Serious or not, Barron's notes,  the stocks-for-sport crowd is big enough, and frantic enough, to influence stock prices.

Do you suppose there'll be playoffs at the end of the regular season?

Sunday, April 05, 2020

Did This Masked Family Signal the Start of ESG Investing?

Found this disconcerting image in a 1970 Merrill Lynch ad.

“People in parts of Japan wear respiratory masks just to walk the streets,” Merrill explains. "Many
keep them handy in London. In the United States, air pollutants spew out at the rate of two-thirds of a ton per person per year. And our waters have become vast cesspools.”

Merrill’s ad goes on to tout the opportunities offered by pollution-control stocks. ESG investing? Not exactly. The term was yet to be invented. Merrill was thinking profits, not social responsibility.

Fifty years later, happily, the air in U.S. cities is mostly breathable. Less happily, wearing masks in public is becoming the new normal.

Wednesday, February 05, 2020

Help Your Kids be Millionaires

Randy Cassingham’s examples of the advantages gained by investing early and often may not be quite realistic, but they are inspirational.

Wouldn’t it be cool if stocks went up almost 30% every year?

Tuesday, October 08, 2019

Brown Beats Harvard, Trounces Yale

We refer, of course, to investment results, not football.

For fiscal 2019, Brown's endowment recorded an investment return of 12.4%

Harvard reported 6.5%.

Yale, a meager 5.7%

Over the same period, a plain vanilla portfolio of 60% stocks, 40% bonds returned 9.4% and the S&P 500 delivered 10.4%.

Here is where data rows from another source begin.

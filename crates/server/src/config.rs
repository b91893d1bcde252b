//! Server configuration.

use serde::{Deserialize, Serialize};
use std::path::Path;
use std::time::Duration;
use tracing::info;

/// Root configuration structure.
#[derive(Debug, Clone, Default, Deserialize, Serialize)]
pub struct Config {
    #[serde(default)]
    pub server: ServerConfig,
    #[serde(default)]
    pub border: BorderConfig,
    #[serde(default)]
    pub player: PlayerConfig,
    #[serde(default)]
    pub movement: MovementConfig,
    #[serde(default)]
    pub food: FoodConfig,
    #[serde(default)]
    pub virus: VirusConfig,
    #[serde(default)]
    pub eject: EjectConfig,
    #[serde(default)]
    pub collision: CollisionConfig,
    #[serde(default)]
    pub liveness: LivenessConfig,
    #[serde(default)]
    pub economy: EconomyConfig,
    #[serde(default)]
    pub leaderboard: LeaderboardConfig,
}

impl Config {
    /// Load configuration from `config.toml` or use defaults.
    pub fn load() -> anyhow::Result<Self> {
        let path = Path::new("config.toml");
        if path.exists() {
            let contents = std::fs::read_to_string(path)?;
            Self::from_toml_str(&contents)
        } else {
            info!("No config.toml found, creating default config");
            let default_config = Self::default();
            std::fs::write(path, toml::to_string_pretty(&default_config)?)?;
            Ok(default_config)
        }
    }

    /// Parse a (possibly partial) TOML document. Missing keys take defaults.
    pub fn from_toml_str(contents: &str) -> anyhow::Result<Self> {
        Ok(toml::from_str(contents)?)
    }

    /// Tick period as a duration.
    pub fn tick_period(&self) -> Duration {
        Duration::from_millis(self.server.tick_interval_ms.max(1))
    }

    /// Tick period in seconds, used to scale per-second speeds.
    pub fn tick_seconds(&self) -> f32 {
        self.tick_period().as_secs_f32()
    }

    /// Converts a millisecond span into whole ticks, rounding up.
    pub fn ms_to_ticks(&self, ms: u64) -> u64 {
        let period = self.server.tick_interval_ms.max(1);
        ms.div_ceil(period)
    }
}

/// Server networking and general settings.
#[derive(Debug, Clone, Deserialize, Serialize)]
pub struct ServerConfig {
    /// Port to listen on.
    #[serde(default = "default_port")]
    pub port: u16,
    /// Bind address.
    #[serde(default = "default_bind")]
    pub bind: String,
    /// Maximum connections.
    #[serde(default = "default_max_connections")]
    pub max_connections: usize,
    /// Connections per IP limit.
    #[serde(default = "default_ip_limit")]
    pub ip_limit: usize,
    /// Tick interval in milliseconds.
    #[serde(default = "default_tick_interval")]
    pub tick_interval_ms: u64,
    /// Frames buffered per client before it counts as too slow.
    #[serde(default = "default_outbound_buffer")]
    pub outbound_buffer: usize,
    /// Capacity of the gateway -> simulation command queue.
    #[serde(default = "default_command_queue")]
    pub command_queue: usize,
    /// Commands a single session may have pending in one tick.
    #[serde(default = "default_max_pending_commands")]
    pub max_pending_commands: usize,
    /// Time a new socket gets to finish the WebSocket handshake.
    #[serde(default = "default_handshake_timeout")]
    pub handshake_timeout_ms: u64,
    /// Admin password (empty = admin login disabled).
    #[serde(default)]
    pub admin_password: String,
}

impl Default for ServerConfig {
    fn default() -> Self {
        Self {
            port: default_port(),
            bind: default_bind(),
            max_connections: default_max_connections(),
            ip_limit: default_ip_limit(),
            tick_interval_ms: default_tick_interval(),
            outbound_buffer: default_outbound_buffer(),
            command_queue: default_command_queue(),
            max_pending_commands: default_max_pending_commands(),
            handshake_timeout_ms: default_handshake_timeout(),
            admin_password: String::new(),
        }
    }
}

fn default_port() -> u16 {
    3000
}
fn default_bind() -> String {
    "0.0.0.0".to_string()
}
fn default_max_connections() -> usize {
    100
}
fn default_ip_limit() -> usize {
    10
}
fn default_tick_interval() -> u64 {
    60
}
fn default_outbound_buffer() -> usize {
    64
}
fn default_command_queue() -> usize {
    4096
}
fn default_max_pending_commands() -> usize {
    32
}
fn default_handshake_timeout() -> u64 {
    5000
}

/// World border configuration. The world spans `0..width` x `0..height`.
#[derive(Debug, Clone, Deserialize, Serialize)]
pub struct BorderConfig {
    #[serde(default = "default_border_size")]
    pub width: f32,
    #[serde(default = "default_border_size")]
    pub height: f32,
    /// Hard cap on live entities of every kind.
    #[serde(default = "default_max_entities")]
    pub max_entities: usize,
}

impl Default for BorderConfig {
    fn default() -> Self {
        Self {
            width: default_border_size(),
            height: default_border_size(),
            max_entities: default_max_entities(),
        }
    }
}

fn default_border_size() -> f32 {
    5000.0
}
fn default_max_entities() -> usize {
    20_000
}

/// Player configuration.
#[derive(Debug, Clone, Deserialize, Serialize)]
pub struct PlayerConfig {
    /// Mass of a freshly spawned cell.
    #[serde(default = "default_player_start_mass")]
    pub start_mass: f32,
    /// Cells below this mass cannot split.
    #[serde(default = "default_player_min_split_mass")]
    pub min_split_mass: f32,
    #[serde(default = "default_player_max_cells")]
    pub max_cells: usize,
    /// Distance a split-off cell coasts before it is steered again.
    #[serde(default = "default_player_split_boost")]
    pub split_boost: f32,
    /// Time after a split before sibling cells may merge.
    #[serde(default = "default_player_merge_cooldown")]
    pub merge_cooldown_ms: u64,
    #[serde(default = "default_max_nick_length")]
    pub max_nick_length: usize,
    /// Viewport assumed until the client reports its screen size.
    #[serde(default = "default_view_width")]
    pub view_width: f32,
    #[serde(default = "default_view_height")]
    pub view_height: f32,
    /// Extra border around the viewport included in snapshots.
    #[serde(default = "default_view_margin")]
    pub view_margin: f32,
}

impl Default for PlayerConfig {
    fn default() -> Self {
        Self {
            start_mass: default_player_start_mass(),
            min_split_mass: default_player_min_split_mass(),
            max_cells: default_player_max_cells(),
            split_boost: default_player_split_boost(),
            merge_cooldown_ms: default_player_merge_cooldown(),
            max_nick_length: default_max_nick_length(),
            view_width: default_view_width(),
            view_height: default_view_height(),
            view_margin: default_view_margin(),
        }
    }
}

fn default_player_start_mass() -> f32 {
    10.0
}
fn default_player_min_split_mass() -> f32 {
    20.0
}
fn default_player_max_cells() -> usize {
    16
}
fn default_player_split_boost() -> f32 {
    400.0
}
fn default_player_merge_cooldown() -> u64 {
    15_000
}
fn default_max_nick_length() -> usize {
    25
}
fn default_view_width() -> f32 {
    1920.0
}
fn default_view_height() -> f32 {
    1080.0
}
fn default_view_margin() -> f32 {
    20.0
}

/// Mass-to-radius and mass-to-speed curve parameters.
#[derive(Debug, Clone, Deserialize, Serialize)]
pub struct MovementConfig {
    /// radius = radius_base + sqrt(mass) * radius_scale
    #[serde(default = "default_radius_base")]
    pub radius_base: f32,
    #[serde(default = "default_radius_scale")]
    pub radius_scale: f32,
    /// Speed of a start-mass cell, in world units per second.
    #[serde(default = "default_base_speed")]
    pub base_speed: f32,
    /// Logarithm base of the slowdown curve.
    #[serde(default = "default_slow_base")]
    pub slow_base: f32,
    #[serde(default = "default_min_speed")]
    pub min_speed: f32,
    #[serde(default = "default_max_speed")]
    pub max_speed: f32,
    /// Cells ease off when this close (plus their radius) to the target.
    #[serde(default = "default_min_target_distance")]
    pub min_target_distance: f32,
    /// Fraction of the remaining boost distance travelled each tick.
    #[serde(default = "default_boost_decay")]
    pub boost_decay: f32,
}

impl Default for MovementConfig {
    fn default() -> Self {
        Self {
            radius_base: default_radius_base(),
            radius_scale: default_radius_scale(),
            base_speed: default_base_speed(),
            slow_base: default_slow_base(),
            min_speed: default_min_speed(),
            max_speed: default_max_speed(),
            min_target_distance: default_min_target_distance(),
            boost_decay: default_boost_decay(),
        }
    }
}

fn default_radius_base() -> f32 {
    4.0
}
fn default_radius_scale() -> f32 {
    6.0
}
fn default_base_speed() -> f32 {
    375.0
}
fn default_slow_base() -> f32 {
    4.5
}
fn default_min_speed() -> f32 {
    60.0
}
fn default_max_speed() -> f32 {
    600.0
}
fn default_min_target_distance() -> f32 {
    50.0
}
fn default_boost_decay() -> f32 {
    0.1
}

/// Food configuration.
#[derive(Debug, Clone, Deserialize, Serialize)]
pub struct FoodConfig {
    /// Population the scheduler tops up to.
    #[serde(default = "default_food_target")]
    pub target_count: usize,
    #[serde(default = "default_food_mass")]
    pub mass: f32,
    /// Most food spawned in a single tick.
    #[serde(default = "default_food_spawn_per_tick")]
    pub spawn_per_tick: usize,
}

impl Default for FoodConfig {
    fn default() -> Self {
        Self {
            target_count: default_food_target(),
            mass: default_food_mass(),
            spawn_per_tick: default_food_spawn_per_tick(),
        }
    }
}

fn default_food_target() -> usize {
    1000
}
fn default_food_mass() -> f32 {
    1.0
}
fn default_food_spawn_per_tick() -> usize {
    50
}

/// Virus configuration.
#[derive(Debug, Clone, Deserialize, Serialize)]
pub struct VirusConfig {
    #[serde(default = "default_virus_target")]
    pub target_count: usize,
    #[serde(default = "default_virus_mass")]
    pub mass: f32,
    #[serde(default = "default_virus_spawn_per_tick")]
    pub spawn_per_tick: usize,
    /// A cell at least this many times the virus mass absorbs it.
    #[serde(default = "default_virus_consume_ratio")]
    pub consume_ratio: f32,
    /// A cell at least this many times the virus mass is split by it.
    #[serde(default = "default_virus_split_trigger_ratio")]
    pub split_trigger_ratio: f32,
    /// Overlap fraction needed before a virus reacts at all.
    #[serde(default = "default_virus_split_trigger_overlap")]
    pub split_trigger_overlap: f32,
}

impl Default for VirusConfig {
    fn default() -> Self {
        Self {
            target_count: default_virus_target(),
            mass: default_virus_mass(),
            spawn_per_tick: default_virus_spawn_per_tick(),
            consume_ratio: default_virus_consume_ratio(),
            split_trigger_ratio: default_virus_split_trigger_ratio(),
            split_trigger_overlap: default_virus_split_trigger_overlap(),
        }
    }
}

fn default_virus_target() -> usize {
    50
}
fn default_virus_mass() -> f32 {
    100.0
}
fn default_virus_spawn_per_tick() -> usize {
    5
}
fn default_virus_consume_ratio() -> f32 {
    4.0
}
fn default_virus_split_trigger_ratio() -> f32 {
    1.0
}
fn default_virus_split_trigger_overlap() -> f32 {
    0.5
}

/// Ejected mass configuration.
#[derive(Debug, Clone, Deserialize, Serialize)]
pub struct EjectConfig {
    /// Mass of one pellet (and the mass the firing cell loses).
    #[serde(default = "default_eject_mass")]
    pub mass: f32,
    /// The firing cell must keep at least this much mass.
    #[serde(default = "default_eject_min_remaining")]
    pub min_remaining_mass: f32,
    /// Distance a pellet coasts before coming to rest.
    #[serde(default = "default_eject_boost")]
    pub boost: f32,
}

impl Default for EjectConfig {
    fn default() -> Self {
        Self {
            mass: default_eject_mass(),
            min_remaining_mass: default_eject_min_remaining(),
            boost: default_eject_boost(),
        }
    }
}

fn default_eject_mass() -> f32 {
    20.0
}
fn default_eject_min_remaining() -> f32 {
    10.0
}
fn default_eject_boost() -> f32 {
    600.0
}

/// Eat and merge thresholds.
///
/// Overlap fractions measure how far the smaller circle's diameter has
/// sunk into the larger one: 0.5 means its centre is inside, 1.0 means
/// it is fully covered.
#[derive(Debug, Clone, Deserialize, Serialize)]
pub struct CollisionConfig {
    /// Larger cell must be at least this many times the smaller's mass.
    #[serde(default = "default_eat_ratio")]
    pub eat_ratio: f32,
    #[serde(default = "default_cell_overlap")]
    pub cell_overlap: f32,
    /// Food and pellets are eaten when the eater exceeds them by this factor.
    #[serde(default = "default_food_eat_ratio")]
    pub food_eat_ratio: f32,
    #[serde(default = "default_food_overlap")]
    pub food_overlap: f32,
    #[serde(default = "default_merge_overlap")]
    pub merge_overlap: f32,
    /// Fraction of an eaten player cell's mass that is lost instead of gained.
    #[serde(default)]
    pub eat_loss: f32,
}

impl Default for CollisionConfig {
    fn default() -> Self {
        Self {
            eat_ratio: default_eat_ratio(),
            cell_overlap: default_cell_overlap(),
            food_eat_ratio: default_food_eat_ratio(),
            food_overlap: default_food_overlap(),
            merge_overlap: default_merge_overlap(),
            eat_loss: 0.0,
        }
    }
}

fn default_eat_ratio() -> f32 {
    1.25
}
fn default_cell_overlap() -> f32 {
    0.5
}
fn default_food_eat_ratio() -> f32 {
    1.1
}
fn default_food_overlap() -> f32 {
    0.5
}
fn default_merge_overlap() -> f32 {
    0.5
}

/// Heartbeat settings.
#[derive(Debug, Clone, Deserialize, Serialize)]
pub struct LivenessConfig {
    #[serde(default = "default_heartbeat_timeout")]
    pub heartbeat_timeout_ms: u64,
}

impl Default for LivenessConfig {
    fn default() -> Self {
        Self {
            heartbeat_timeout_ms: default_heartbeat_timeout(),
        }
    }
}

fn default_heartbeat_timeout() -> u64 {
    5000
}

/// Boundary to the external wallet subsystem.
#[derive(Debug, Clone, Deserialize, Serialize)]
pub struct EconomyConfig {
    /// Refuse spawns until the linked account has made its deposit.
    #[serde(default)]
    pub require_deposit: bool,
    /// Game value credited per unit of player mass eaten.
    #[serde(default = "default_value_per_mass")]
    pub value_per_mass: f64,
}

impl Default for EconomyConfig {
    fn default() -> Self {
        Self {
            require_deposit: false,
            value_per_mass: default_value_per_mass(),
        }
    }
}

fn default_value_per_mass() -> f64 {
    0.01
}

/// Leaderboard settings.
#[derive(Debug, Clone, Deserialize, Serialize)]
pub struct LeaderboardConfig {
    #[serde(default = "default_leaderboard_size")]
    pub size: usize,
    /// Minimum ticks between two leaderboard broadcasts.
    #[serde(default = "default_leaderboard_interval")]
    pub interval_ticks: u64,
}

impl Default for LeaderboardConfig {
    fn default() -> Self {
        Self {
            size: default_leaderboard_size(),
            interval_ticks: default_leaderboard_interval(),
        }
    }
}

fn default_leaderboard_size() -> usize {
    10
}
fn default_leaderboard_interval() -> u64 {
    16
}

So take heart! Even the Ivy League elite aren't invincible.

Friday, July 26, 2019

Investors, Beware of Financial Weaklings

Back in the Mad Men era, ads offering the trust and investment services of banks stressed "financial strength" and "financial responsibility." The banks wanted to remind readers that while their competitors went bust in the 1930s, they didn't. And they wanted to reassure potential clients: "We'll do our best not to goof up, but if we do, or if our trust officer loots your trust and runs off to Tahiti, we have the financial resources to make good."

Financial strength remains a desirable attribute in an investment adviser. Unfortunately, The Wall Street Journal warns, it's one that many of today's small advisory firms lack.
Many individual investors are using advisers instead of brokers these days, drawn by regulatory and structural changes that favor the advisory-business model of charging steady fees instead of trading commissions. The number of people working as investment advisers has grown 33% since 2008, according to the Financial Industry Regulatory Authority.
*** 
 Smaller investment advisers often are thinly capitalized and, in many cases, don’t carry enough insurance to cover a significant legal judgment against them.
Banks and trust companies aren't the sexiest source of investment services, but their capital should enhance their clients' peace of mind.